**EXERCISE AIM**
The line containing "use dashmap::DashMap;" marks the end: restate word for word every line from the first line of the entries below through that one.

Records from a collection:
.....

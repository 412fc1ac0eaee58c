//! Provider selector: picks one provider from ranked candidates.
//!
//! Three strategies:
//! - `weighted_performance`: best composite score; with load balancing, a
//!   uniform pick among candidates within the near-best tolerance of the max
//! - `round_robin`: per-capability rotation over candidates in id order
//! - `highest_scored`: deterministic top-1
//!
//! The rotation pointer is the only shared mutable state in the resolver.
//! Each capability has its own async mutex; the pointer is written through to
//! the metadata store so rotation survives restarts.

use std::sync::Arc;

use dashmap::DashMap;
use parking_lot::Mutex;
use rand::rngs::StdRng;
use rand::{Rng, SeedableRng};
use tokio::sync::Mutex as AsyncMutex;

use super::evaluator::{rank_order, ScoredCandidate};
use crate::capabilities::SelectionAlgorithm;
use crate::config::StoreConfig;
use crate::errors::SelectionError;
use crate::store::{self, MetadataStore};

/// Chooses a provider for a capability.
pub struct ProviderSelector {
    rotation: DashMap<String, Arc<AsyncMutex<Option<u64>>>>,
    store: Option<Arc<dyn MetadataStore>>,
    store_config: StoreConfig,
    near_best_tolerance: f64,
    rng: Mutex<StdRng>,
}

impl ProviderSelector {
    /// Selector with process-local rotation only.
    pub fn new(near_best_tolerance: f64) -> Self {
        Self {
            rotation: DashMap::new(),
            store: None,
            store_config: StoreConfig::default(),
            near_best_tolerance: near_best_tolerance.clamp(0.0, 1.0),
            rng: Mutex::new(StdRng::from_entropy()),
        }
    }

    /// Persist rotation pointers through `store`.
    pub fn with_store(mut self, store: Arc<dyn MetadataStore>, store_config: StoreConfig) -> Self {
        self.store = Some(store);
        self.store_config = store_config;
        self
    }

    /// Fix the random source, for reproducible near-best picks.
    pub fn with_seed(self, seed: u64) -> Self {
        *self.rng.lock() = StdRng::seed_from_u64(seed);
        self
    }

    /// Pick one candidate. Never mutates `scored`.
    pub async fn select(
        &self,
        capability: &str,
        scored: &[ScoredCandidate],
        algorithm: SelectionAlgorithm,
        load_balancing: bool,
    ) -> Result<ScoredCandidate, SelectionError> {
        if scored.is_empty() {
            return Err(SelectionError::NoCandidates {
                capability: capability.to_string(),
            });
        }

        let chosen = match algorithm {
            SelectionAlgorithm::HighestScored => top(scored),
            SelectionAlgorithm::WeightedPerformance if load_balancing => self.near_best(scored),
            SelectionAlgorithm::WeightedPerformance => top(scored),
            SelectionAlgorithm::RoundRobin => self.round_robin(capability, scored).await,
        };

        log::debug!(
            "Selected provider {} for {} via {:?} (score {:.3})",
            chosen.provider.id,
            capability,
            algorithm,
            chosen.composite_score
        );
        Ok(chosen.clone())
    }

    fn near_best<'a>(&self, scored: &'a [ScoredCandidate]) -> &'a ScoredCandidate {
        let max = scored
            .iter()
            .map(|c| c.composite_score)
            .fold(f64::MIN, f64::max);
        let threshold = max * (1.0 - self.near_best_tolerance);
        let mut pool: Vec<&ScoredCandidate> = scored
            .iter()
            .filter(|c| c.composite_score >= threshold)
            .collect();
        pool.sort_by(|a, b| rank_order(a, b));

        let index = self.rng.lock().gen_range(0..pool.len());
        pool[index]
    }

    async fn round_robin<'a>(
        &self,
        capability: &str,
        scored: &'a [ScoredCandidate],
    ) -> &'a ScoredCandidate {
        let mut ordered: Vec<&ScoredCandidate> = scored.iter().collect();
        ordered.sort_by(|a, b| a.provider.id.cmp(&b.provider.id));

        let slot = self
            .rotation
            .entry(capability.to_string())
            .or_default()
            .clone();
        let mut pointer = slot.lock().await;

        let current = match *pointer {
            Some(position) => position,
            None => self.load_pointer(capability).await,
        };
        let next = current.wrapping_add(1);
        *pointer = Some(next);
        self.save_pointer(capability, next).await;

        ordered[(current % ordered.len() as u64) as usize]
    }

    async fn load_pointer(&self, capability: &str) -> u64 {
        let Some(store) = &self.store else {
            return 0;
        };
        match store::bounded(
            &self.store_config,
            "get_rotation_pointer",
            store.get_rotation_pointer(capability),
        )
        .await
        {
            Ok(position) => position.unwrap_or(0),
            Err(e) => {
                log::warn!("Rotation pointer for {} unavailable, starting at 0: {}", capability, e);
                0
            }
        }
    }

    async fn save_pointer(&self, capability: &str, position: u64) {
        let Some(store) = &self.store else {
            return;
        };
        if let Err(e) = store::bounded(
            &self.store_config,
            "set_rotation_pointer",
            store.set_rotation_pointer(capability, position),
        )
        .await
        {
            log::warn!("Rotation pointer for {} not persisted: {}", capability, e);
        }
    }
}

fn top(scored: &[ScoredCandidate]) -> &ScoredCandidate {
    scored
        .iter()
        .min_by(|a, b| rank_order(a, b))
        .unwrap_or(&scored[0])
}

.....

**FINISHED TASK**
repository 412fc1ac0eaee58c
//! Provider selector: picks one provider from ranked candidates.
//!
//! Three strategies:
//! - `weighted_performance`: best composite score; with load balancing, a
//!   uniform pick among candidates within the near-best tolerance of the max
//! - `round_robin`: per-capability rotation over candidates in id order
//! - `highest_scored`: deterministic top-1
//!
//! The rotation pointer is the only shared mutable state in the resolver.
//! Each capability has its own async mutex; the pointer is written through to
//! the metadata store so rotation survives restarts.

use std::sync::Arc;

use dashmap::DashMap;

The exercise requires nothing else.